When you are choosing a new car, do you go for the style of the car or the safety of the car? It seems that in recent years, research suggests that the population is choosing style features over safety features when it comes to buying a new car. But at the same time, new car buyers (around four out of five), tend to not want to have to pay for extra safety features. Should they come as standard? If new research is anything to go by, then over nine million people that were questioned (just over 80% of the study), said that they don’t consider it an optional extra at all. Certain safety features shouldn’t be add-ons. So it can be easy to see why more and more people are not choosing any extra safety add on features. But are just having manual brakes enough?
Of course, the desired thing for any driver is to not crash at all. But accidents, unfortunately, do happen. You can look at back injury settlements and car accident settlement amounts just to show that point. Accidents are happening, yet the majority aren’t prepared to pay for extra safety features in cars. Automatic emergency braking has been shown to be the most popular ‘additional feature’ for new car buyers. Even so, less than twenty percent of drivers choose it. So it isn’t even a high number even then. It would be an interesting thing to see if more cars were fitted with it as standard, would the number of car crashes reduce? At the moment, it obviously doesn’t seem ‘important’ enough to the majority of drivers. So for now, it is down to making sure that our driving skills and reactions are up to scratch.
Why are more of us concerned about upgrading for add-ons like a satellite navigation system or a digital radio? Do we trust our own driving enough that we don’t think we should bother with the additional safety features? More people choose heated seats than an automatic emergency braking feature; over three times more people! Recent research has also shown that more people choose alloy wheels than any additional safety features, which does sound quite shocking. But then, come to think of it, does your car have any current additional features?

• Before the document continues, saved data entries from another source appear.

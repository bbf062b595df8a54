//! Shared deterministic types for planning and movement.
//!
//! These types are the contract between the planner, the movement state
//! machine, the session, and whatever evaluates a finished trace. They carry no
//! I/O and serialize to stable JSON.

use serde::{Deserialize, Serialize};

use crate::core::geometry::Point;
use crate::core::movement::MovementConfig;

/// Single-axis direction of one movement tick. `Up` is +y, `Right` is +x.
#[derive(Debug, Clone, Copy, PartialEq, Eq, Serialize, Deserialize)]
#[serde(rename_all = "UPPERCASE")]
pub enum Direction {
    Up,
    Down,
    Left,
    Right,
    None,
}

impl Direction {
    /// Unit displacement for this direction.
    pub fn unit(self) -> (f64, f64) {
        match self {
            Direction::Up => (0.0, 1.0),
            Direction::Down => (0.0, -1.0),
            Direction::Left => (-1.0, 0.0),
            Direction::Right => (1.0, 0.0),
            Direction::None => (0.0, 0.0),
        }
    }

    pub fn as_str(self) -> &'static str {
        match self {
            Direction::Up => "UP",
            Direction::Down => "DOWN",
            Direction::Left => "LEFT",
            Direction::Right => "RIGHT",
            Direction::None => "NONE",
        }
    }
}

/// Telemetry for one movement tick, recorded after the position update.
#[derive(Debug, Clone, PartialEq, Serialize, Deserialize)]
pub struct StepRecord {
    pub step_index: u32,
    pub position: Point,
    pub distance_to_target: f64,
    pub direction: Direction,
}

/// Terminal state that ended movement toward one location.
#[derive(Debug, Clone, Copy, PartialEq, Eq, Serialize, Deserialize)]
#[serde(rename_all = "snake_case")]
pub enum MovementStatus {
    Arrived,
    TimedOut,
    Stalled,
    /// The plan named a location the registry does not know.
    Skipped,
}

impl MovementStatus {
    pub fn as_str(self) -> &'static str {
        match self {
            MovementStatus::Arrived => "arrived",
            MovementStatus::TimedOut => "timed_out",
            MovementStatus::Stalled => "stalled",
            MovementStatus::Skipped => "skipped",
        }
    }
}

/// Result of moving toward one plan entry.
#[derive(Debug, Clone, PartialEq, Serialize, Deserialize)]
pub struct LocationOutcome {
    pub location: String,
    pub status: MovementStatus,
    pub reached: bool,
    pub step_count: u32,
    pub start: Point,
    pub end: Point,
    pub elapsed_ms: u64,
    pub steps: Vec<StepRecord>,
}

impl LocationOutcome {
    /// Zero-step failure recorded for a plan entry that could not be resolved.
    pub fn skipped(location: &str, at: Point) -> Self {
        Self {
            location: location.to_string(),
            status: MovementStatus::Skipped,
            reached: false,
            step_count: 0,
            start: at,
            end: at,
            elapsed_ms: 0,
            steps: Vec::new(),
        }
    }
}

/// Where a plan came from.
#[derive(Debug, Clone, Copy, PartialEq, Eq, Serialize, Deserialize)]
#[serde(rename_all = "lowercase")]
pub enum PlanSource {
    Model,
    Fallback,
}

impl PlanSource {
    pub fn as_str(self) -> &'static str {
        match self {
            PlanSource::Model => "model",
            PlanSource::Fallback => "fallback",
        }
    }
}

/// Ordered location names to visit. Duplicates are allowed.
#[derive(Debug, Clone, PartialEq, Eq, Serialize, Deserialize)]
pub struct Plan {
    pub locations: Vec<String>,
    pub source: PlanSource,
}

impl Plan {
    pub fn new(locations: Vec<String>, source: PlanSource) -> Self {
        Self { locations, source }
    }

    pub fn is_empty(&self) -> bool {
        self.locations.is_empty()
    }

    pub fn len(&self) -> usize {
        self.locations.len()
    }
}

/// Everything a session produced, in the order it happened.
///
/// This is the artifact handed to evaluators. It embeds the movement settings
/// so the trace can be checked without the config that produced it.
#[derive(Debug, Clone, PartialEq, Serialize, Deserialize)]
pub struct SessionTrace {
    pub plan: Plan,
    pub initial_position: Point,
    pub movement: MovementConfig,
    pub outcomes: Vec<LocationOutcome>,
}

impl SessionTrace {
    pub fn reached_count(&self) -> usize {
        self.outcomes.iter().filter(|o| o.reached).count()
    }

    pub fn all_reached(&self) -> bool {
        self.outcomes.iter().all(|o| o.reached)
    }

    /// Agent position after the last outcome (or the initial position).
    pub fn final_position(&self) -> Point {
        self.outcomes
            .last()
            .map(|o| o.end)
            .unwrap_or(self.initial_position)
    }

    pub fn total_steps(&self) -> u32 {
        self.outcomes.iter().map(|o| o.step_count).sum()
    }
}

I think that a lot of it could be down to people buying cars second-hand. You can’t get the optional extras unless you are buying the car from new. And if someone is just buying the car to then sell onto other people, then why would they bother with the extra features? It does seem that they need to add the features in as part of the manufacturing process. If added safety features are just included in the price, it will mean that they will be there for the whole time, rather than just for the first person to buy the car to choose.
One other thing that could be the reason why is that there seems to be such a need to change consumer mindset about negotiating the price of the additional features when they prove they are interested in it. But there does need to be a shift in the dealer’s mindset too. In my opinion, the manufacturers of the car need to invest some money into the training up of their staff to achieve this change of mindset. It needs to be emphasized about the safety aspects of the car, not the cost (if they aren’t going to included as standard, of course).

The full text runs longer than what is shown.